Pub Date: April 30th, 1982
Publisher: Little, Brown

A lavishly-illustrated BBC television spinoff, timed to coincide with the start of the 13-part series on American screens this spring, and aimed primarily at people ""who have very little knowledge of the history of Ireland."" Kee races through the pre-1800 period at breakneck speed, pausing only to dwell on particularly gruesome atrocities (a preoccupation throughout the book) or to note absolutely unavoidable events--e.g., the flight of the earls, the siege of Derry, the revolution of 1798. The Famine receives full treatment, however, and Kee's use of excerpts from contemporaneous accounts of irish misery as a stark counterpoint to the terrifying laissezfaire views of the British press and government (the problem, said Treasury head Trevelyan, should be left to the ""operation of natural causes"") is adroit, though hardly original.
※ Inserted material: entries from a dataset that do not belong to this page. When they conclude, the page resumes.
//! The umbrella error of the compile pipeline. Every component reports
//! its own error type with a component tag; this enum lets the driver
//! compose them with `?` and print a single diagnostic line.

use std::{error::Error, fmt::Display};

use crate::{
    compiler::CodegenError, lexer::LexError, parser::ParseError, symbols::SymbolError,
    types::TypeError,
};

#[derive(Debug)]
pub enum CompileError {
    Lex(LexError),
    Parse(ParseError),
    Type(TypeError),
    Symbol(SymbolError),
    Codegen(CodegenError),
    /// Input could not be read. Reported under the scanner's tag.
    Input(String),
    /// Output could not be written. Reported under the writer's tag.
    Output(String),
}

impl Display for CompileError {
    fn fmt(&self, f: &mut std::fmt::Formatter<'_>) -> std::fmt::Result {
        match self {
            CompileError::Lex(e) => e.fmt(f),
            CompileError::Parse(e) => e.fmt(f),
            CompileError::Type(e) => e.fmt(f),
            CompileError::Symbol(e) => e.fmt(f),
            CompileError::Codegen(e) => e.fmt(f),
            CompileError::Input(message) => write!(f, "[SCANNER] {message}"),
            CompileError::Output(message) => write!(f, "[ASM] {message}"),
        }
    }
}

impl Error for CompileError {}

impl From<LexError> for CompileError {
    fn from(value: LexError) -> Self {
        CompileError::Lex(value)
    }
}

impl From<ParseError> for CompileError {
    fn from(value: ParseError) -> Self {
        CompileError::Parse(value)
    }
}

impl From<TypeError> for CompileError {
    fn from(value: TypeError) -> Self {
        CompileError::Type(value)
    }
}

impl From<SymbolError> for CompileError {
    fn from(value: SymbolError) -> Self {
        CompileError::Symbol(value)
    }
}

impl From<CodegenError> for CompileError {
    fn from(value: CodegenError) -> Self {
        CompileError::Codegen(value)
    }
}
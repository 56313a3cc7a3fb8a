//! Pipeline tests: compile whole programs and assert on the shape of
//! the emitted assembly, plus every class of fatal diagnostic.

use toyccomp::compile;

fn compile_ok(source: &str) -> String {
    match compile(source) {
        Ok(assembly) => assembly,
        Err(error) => panic!("compilation failed: {error}"),
    }
}

fn compile_err(source: &str) -> String {
    match compile(source) {
        Ok(_) => panic!("compilation unexpectedly succeeded"),
        Err(error) => error.to_string(),
    }
}

#[test]
fn arithmetic_precedence_program() {
    let asm = compile_ok("void main() { int x; x = 2 + 3 * 4; print(x); }");

    assert!(asm.contains("global main"));
    assert!(asm.contains("main:"));
    assert!(asm.contains("\timul\tr13, r14"));
    assert!(asm.contains("\tadd\tr12, r13"));
    assert!(asm.contains("\tmov\tdword [x], r12d"));
    assert!(asm.contains("\tcall\tprint"));
    assert!(asm.contains("\tx resd 1"));
}

#[test]
fn for_loop_program() {
    let asm = compile_ok(
        "void main() { int i; for (i = 0; i < 3; i = i + 1) { print(i); } }",
    );

    assert!(asm.contains("\tsetl\tr12b"));
    assert!(asm.contains("\tmovzx\tr12, r12b"));
    assert!(asm.contains("\tcmp\tr12, 1"));
    assert!(asm.contains("\tjne\t__label__"));
    assert!(asm.contains("\tjmp\t__label__"));
}

#[test]
fn do_while_program() {
    let asm = compile_ok(
        "void main() { int x; x = 5; do { print(x); x = x - 1; } while (x > 0); }",
    );

    assert!(asm.contains("\tsetg\tr12b"));
    assert!(asm.contains("\tje\t__label__"));
    assert!(asm.contains("\tsub\tr12, r13"));
}

#[test]
fn char_array_program() {
    let asm = compile_ok(
        "void main() { char a[4]; a[0]=65; a[1]=66; a[2]=67; a[3]=0; print_str(a); }",
    );

    assert!(asm.contains("\ta resb 4"));
    // element stores go through a scratch base register
    assert!(asm.contains("\tlea\tr14, [a]"));
    assert!(asm.contains("\tmov\tbyte [r14], r12b"));
    // passing the array passes its address
    assert!(asm.contains("\tlea\tr12, [a]"));
    assert!(asm.contains("\tcall\tprint_str"));
}

#[test]
fn function_call_program() {
    let asm = compile_ok("int add(int a){ return a + 1; } void main(){ print(add(41)); }");

    assert!(asm.contains("global add"));
    assert!(asm.contains("add:"));
    assert!(asm.contains("global main"));
    // the formal argument is stored from rdi into its static slot
    assert!(asm.contains("\tmov\tdword [a], edi"));
    assert!(asm.contains("\ta resd 1"));
    // the return value travels through the width-matched rax alias
    assert!(asm.contains("\tmov\teax, r12d"));
    assert!(asm.contains("\tcall\tadd"));
}

#[test]
fn pointer_program() {
    let asm =
        compile_ok("void main(){ int x; int* p; x = 7; p = &x; *p = *p + 3; print(x); }");

    assert!(asm.contains("\tlea\tr12, [x]"));
    assert!(asm.contains("\tmov\tqword [p], r12"));
    assert!(asm.contains("\tp resq 1"));
    assert!(asm.contains("\tmov\tdword [r12], r13d"));
}

#[test]
fn string_literal_lands_in_data() {
    let asm = compile_ok("void main() { print_ln(\"hello\"); }");

    assert!(asm.contains("section .data"));
    assert!(asm.contains("\t__str__0 db \"hello\", 0"));
    assert!(asm.contains("\tlea\tr12, [__str__0]"));
}

#[test]
fn global_initializer_lands_in_data() {
    let asm = compile_ok("int x = 42; void main() { print(x); }");

    assert!(asm.contains("section .data"));
    assert!(asm.contains("\tx dd 42"));
}

#[test]
fn prologue_epilogue_shape() {
    let asm = compile_ok("void main() { }");

    assert!(asm.contains("\tpush\trbp"));
    assert!(asm.contains("\tmov\trbp, rsp"));
    // no return observed: the body falls through to a zero return
    assert!(asm.contains("\tmov\tal, 0"));
    assert!(asm.contains("\tpop\trbp"));
    assert!(asm.contains("\tret"));
}

#[test]
fn output_ends_with_gnu_stack_note() {
    let asm = compile_ok("void main() { }");

    assert!(asm
        .trim_end()
        .ends_with("section .note.GNU-stack noalloc noexec nowrite progbits"));
}

#[test]
fn runtime_functions_declared_extern() {
    let asm = compile_ok("void main() { }");

    for name in ["print", "print_char", "print_str", "print_ln"] {
        assert!(asm.contains(&format!("extern {name}")));
    }
}

#[test]
fn functions_keep_source_order() {
    let asm = compile_ok("void first() { } void second() { } void main() { }");

    let first = asm.find("first:").unwrap();
    let second = asm.find("second:").unwrap();
    let main = asm.find("main:").unwrap();
    assert!(first < second && second < main);
}

#[test]
fn labels_are_unique() {
    let asm = compile_ok(
        "void main() { int i; i = 0; while (i < 3) { if (i > 1) { print(i); } i = i + 1; } }",
    );

    let mut declared: Vec<&str> = asm
        .lines()
        .filter_map(|line| line.strip_suffix(':'))
        .filter(|line| line.starts_with("__label__"))
        .collect();
    let total = declared.len();
    declared.sort();
    declared.dedup();
    assert_eq!(declared.len(), total);
}

#[test]
fn nested_break_leaves_innermost_loop() {
    let asm = compile_ok(
        "void main() { while (1) { while (1) { break; } break; } }",
    );

    // two loops, two distinct break targets
    let breaks: Vec<&str> = asm
        .lines()
        .filter(|line| line.starts_with("\tjmp\t__label__"))
        .collect();
    assert!(breaks.len() >= 4);
}

#[test]
fn empty_update_for_loop_compiles() {
    let asm = compile_ok("void main() { int i; for (i = 0; i < 3;) { i = i + 1; } }");
    assert!(asm.contains("\tjne\t__label__"));
}

#[test]
fn scanner_errors() {
    assert!(compile_err("void main() { a ~ b; }").starts_with("[SCANNER]"));
    assert!(compile_err("void main() { int x; x = 1 ! 2; }").starts_with("[SCANNER]"));
}

#[test]
fn declaration_errors() {
    assert!(compile_err("void x;").starts_with("[DECL]"));
    assert!(compile_err("int x = 1 + 2;").starts_with("[DECL]"));
    assert!(compile_err("int f(int a, int b) { return a; }").starts_with("[DECL]"));
    assert!(compile_err("char a[0];").starts_with("[DECL]"));
}

#[test]
fn statement_errors() {
    assert!(compile_err("void main() { break; }").starts_with("[STMT]"));
    assert!(compile_err("int f() { return; }").starts_with("[STMT]"));
}

#[test]
fn expression_errors() {
    assert!(compile_err("void main() { y = 1; }").starts_with("[EXPR]"));
    assert!(compile_err("int x; void main() { x(1); }").starts_with("[EXPR]"));
    assert!(compile_err("void main() { print(); }").starts_with("[EXPR]"));
    assert!(compile_err("void main() { print(1, 2); }").starts_with("[EXPR]"));
    assert!(
        compile_err("int* p; void main() { p = p * 2; }").starts_with("[EXPR]")
    );
    assert!(
        compile_err("char a[4]; void main() { a = 0; }").starts_with("[EXPR]")
    );
}

#[test]
fn type_errors() {
    assert!(compile_err("void main() { char c; c = 1000; }").starts_with("[DATATYPE]"));
    assert!(
        compile_err("void f() { } void main() { int x; x = f() + 1; }")
            .starts_with("[DATATYPE]")
    );
    assert!(
        compile_err("int* p; char* q; void main() { p = q; }").starts_with("[DATATYPE]")
    );
}

#[test]
fn symbol_errors() {
    assert!(compile_err("int x; int x;").starts_with("[SYMTAB]"));
    assert!(compile_err("int print;").starts_with("[SYMTAB]"));
}

#[test]
fn register_exhaustion_is_fatal() {
    let err = compile_err(
        "void main() { int x; x = 1 + (2 + (3 + (4 + (5 + 6)))); }",
    );
    assert!(err.starts_with("[CG]"));
    assert!(err.contains("out of scratch registers"));
}

#[test]
fn deep_left_leaning_expression_fits_the_pool() {
    assert!(compile("void main() { int x; x = 1 + 2 + 3 + 4 + 5 + 6 + 7; }").is_ok());
}

#[test]
fn pointer_arithmetic_is_scaled() {
    let asm = compile_ok("void main() { int* p; long q; q = 0; p = q; p = p + 2; }");

    // int has 4-byte elements: the offset is shifted left by 2
    assert!(asm.contains("\tshl\tr13, 2"));
}

#[test]
fn long_and_pointer_interchange() {
    assert!(compile("long l; int* p; void main() { l = p; p = l; }").is_ok());
}
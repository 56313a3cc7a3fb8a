use std::fmt::Display;

use super::Expression;
use crate::{lexer::Position, types::DataType};

#[derive(Debug, Clone, Copy, PartialEq, Eq)]
pub enum BinaryOp {
    Add,
    Sub,
    Mul,
    Div,
    Equal,
    NotEqual,
    GreaterThan,
    GreaterOrEqual,
    LessThan,
    LessOrEqual,
}

impl BinaryOp {
    pub fn is_comparison(&self) -> bool {
        matches!(
            self,
            BinaryOp::Equal
                | BinaryOp::NotEqual
                | BinaryOp::GreaterThan
                | BinaryOp::GreaterOrEqual
                | BinaryOp::LessThan
                | BinaryOp::LessOrEqual
        )
    }
}

impl Display for BinaryOp {
    fn fmt(&self, f: &mut std::fmt::Formatter<'_>) -> std::fmt::Result {
        f.write_str(match self {
            BinaryOp::Add => "+",
            BinaryOp::Sub => "-",
            BinaryOp::Mul => "*",
            BinaryOp::Div => "/",
            BinaryOp::Equal => "==",
            BinaryOp::NotEqual => "!=",
            BinaryOp::GreaterThan => ">",
            BinaryOp::GreaterOrEqual => ">=",
            BinaryOp::LessThan => "<",
            BinaryOp::LessOrEqual => "<=",
        })
    }
}

/// A binary arithmetic or comparison expression. Comparisons compute a
/// `char`; arithmetic computes the unified operand type (the pointer
/// side's type once pointer offsets have been scaled).
#[derive(Debug, Clone, PartialEq)]
pub struct BinaryExpr {
    pub op: BinaryOp,
    pub lhs: Expression,
    pub rhs: Expression,
    pub info: DataType,
    pub position: Position,
}
use super::{Deref, Expression, Ident, Indexing};
use crate::{
    error::CompileError,
    lexer::{Position, TokenKind},
    parser::{ParseError, Parser},
    types::DataType,
};

/// A storage location an assignment can write to: a variable, a
/// dereferenced pointer, or an indexed element.
#[derive(Debug, Clone, PartialEq)]
pub enum Lvalue {
    Variable(Ident),
    Deref(Deref),
    Indexing(Indexing),
}

impl Lvalue {
    /// The type of the location, which is also the assignment's type.
    pub fn info(&self) -> DataType {
        match self {
            Lvalue::Variable(ident) => ident.info,
            Lvalue::Deref(deref) => deref.info,
            Lvalue::Indexing(indexing) => indexing.info,
        }
    }

    fn parse(p: &mut Parser) -> Result<Lvalue, CompileError> {
        let position = p.position();

        match p.peek_kind() {
            Some(TokenKind::Star) => {
                let mut stars = 0;
                while p.peek_kind() == Some(TokenKind::Star) {
                    p.next();
                    stars += 1;
                }

                // All but the innermost star are ordinary value-level
                // dereferences; the last one names the written location.
                let mut address = Expression::parse_val(p)?;
                for _ in 0..stars - 1 {
                    let info = address.info().deref(1, position.0)?;
                    address = Expression::Deref(Box::new(Deref {
                        expr: address,
                        info,
                        position,
                    }));
                }

                let info = address.info().deref(1, position.0)?;
                Ok(Lvalue::Deref(Deref {
                    expr: address,
                    info,
                    position,
                }))
            }
            Some(TokenKind::Id) => {
                if p.peek_kind_at(1) == Some(TokenKind::LBracket) {
                    return Ok(Lvalue::Indexing(Indexing::parse(p)?));
                }

                let ident = Ident::parse(p)?;
                if ident.info.is_array() {
                    return Err(ParseError::expr(
                        format!("cannot assign to array '{}'", ident.name),
                        position.0,
                    )
                    .into());
                }

                Ok(Lvalue::Variable(ident))
            }
            _ => Err(ParseError::expr("invalid assignment target", position.0).into()),
        }
    }
}

/// `lvalue = expr`. The assignment's type is the lvalue's type, and
/// the value must be assignable to it.
#[derive(Debug, Clone, PartialEq)]
pub struct Assignment {
    pub lvalue: Lvalue,
    pub value: Expression,
    pub info: DataType,
    pub position: Position,
}

impl Assignment {
    pub(crate) fn parse(p: &mut Parser) -> Result<Assignment, CompileError> {
        let position = p.position();

        let lvalue = Lvalue::parse(p)?;
        p.expect(TokenKind::Assign, "EXPR")?;
        let value = Expression::parse(p)?;

        DataType::check_assign(&lvalue.info(), &value.info(), position.0)?;

        Ok(Assignment {
            info: lvalue.info(),
            lvalue,
            value,
            position,
        })
    }
}

#[cfg(test)]
mod tests {
    use super::*;
    use crate::{
        lexer::Lexer,
        symbols::{Symbol, SymbolTable},
    };

    fn symbols_with(vars: &[(&str, DataType)]) -> SymbolTable {
        let mut symbols = SymbolTable::with_builtins();
        for (name, data_type) in vars {
            symbols
                .add(
                    Symbol::Variable {
                        name: name.to_string(),
                        data_type: *data_type,
                    },
                    1,
                )
                .unwrap();
        }
        symbols
    }

    fn parse_assignment(
        source: &str,
        vars: &[(&str, DataType)],
    ) -> Result<Assignment, CompileError> {
        let tokens = Lexer::new(source).lex().unwrap();
        let mut symbols = symbols_with(vars);
        let mut parser = Parser::new(tokens, &mut symbols);
        Assignment::parse(&mut parser)
    }

    #[test]
    fn test_variable_assignment() {
        let assignment = parse_assignment("x = 1", &[("x", DataType::INT)]).unwrap();
        assert!(matches!(assignment.lvalue, Lvalue::Variable(_)));
        assert_eq!(assignment.info, DataType::INT);
    }

    #[test]
    fn test_deref_assignment() {
        let assignment =
            parse_assignment("*p = 3", &[("p", DataType::INT.pointer_to())]).unwrap();
        let Lvalue::Deref(deref) = &assignment.lvalue else {
            panic!("expected a dereference lvalue");
        };
        assert_eq!(deref.info, DataType::INT);
    }

    #[test]
    fn test_indexed_assignment() {
        let assignment =
            parse_assignment("a[0] = 65", &[("a", DataType::CHAR.array_of(4))]).unwrap();
        assert!(matches!(assignment.lvalue, Lvalue::Indexing(_)));
        assert_eq!(assignment.info, DataType::CHAR);
    }

    #[test]
    fn test_array_is_not_an_lvalue() {
        let err = parse_assignment("a = 1", &[("a", DataType::CHAR.array_of(4))]).unwrap_err();
        assert!(err.to_string().contains("cannot assign to array"));
    }

    #[test]
    fn test_narrowing_assignment_is_fatal() {
        let err = parse_assignment("c = 1000", &[("c", DataType::CHAR)]).unwrap_err();
        assert!(err.to_string().contains("[DATATYPE]"));
    }

    #[test]
    fn test_chained_assignment() {
        let assignment =
            parse_assignment("x = y = 1", &[("x", DataType::INT), ("y", DataType::INT)]).unwrap();
        assert!(matches!(assignment.value, Expression::Assignment(_)));
    }
}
Post-Famine, Kee touches the necessary bases: the Fenians, Parnell's rise and fall, the Home Rule movement, the Easter Rising and the Troubles. Mercifully (at least for those without much background), the intricacies of Irish politics in the Free State period are largely bypassed. Less explicably, scant attention is devoted to Ulster's past decade of violence or to the return of the once-moribund IRA to prominence. Throughout, Kee stumbles often into the standard pitfalls of a television-oriented presentation: selective focus and sweeping generalizations. Daniel O'Connell, we learn, ""did more than any other Irishman before, or perhaps since, to give power to the Irish people."" Meanwhile, Young Ireland visionaries like Thomas Davis (whose fusing of politics with cultural nationalism was, in the long run, perhaps as important a contribution as O'Connell's) get short shrift. Similarly, Michael Collins is spotlighted here (""only [Collins] stands out as a really effective revolutionary""), to the near exclusion of (for example) James Connolly. Major figures such as Henry Grattan, John Mitchel, John Devoy, and Michael Davitt draw only brief mention, and names like Douglas Hyde, John O'Leary, and Bulmer Hobson do not appear at all. Eamonn Ceannt and Eamonn Kent are both mentioned, however, as though they were two people. A handsome book, then, but no more than adequate, even within its obvious limitations.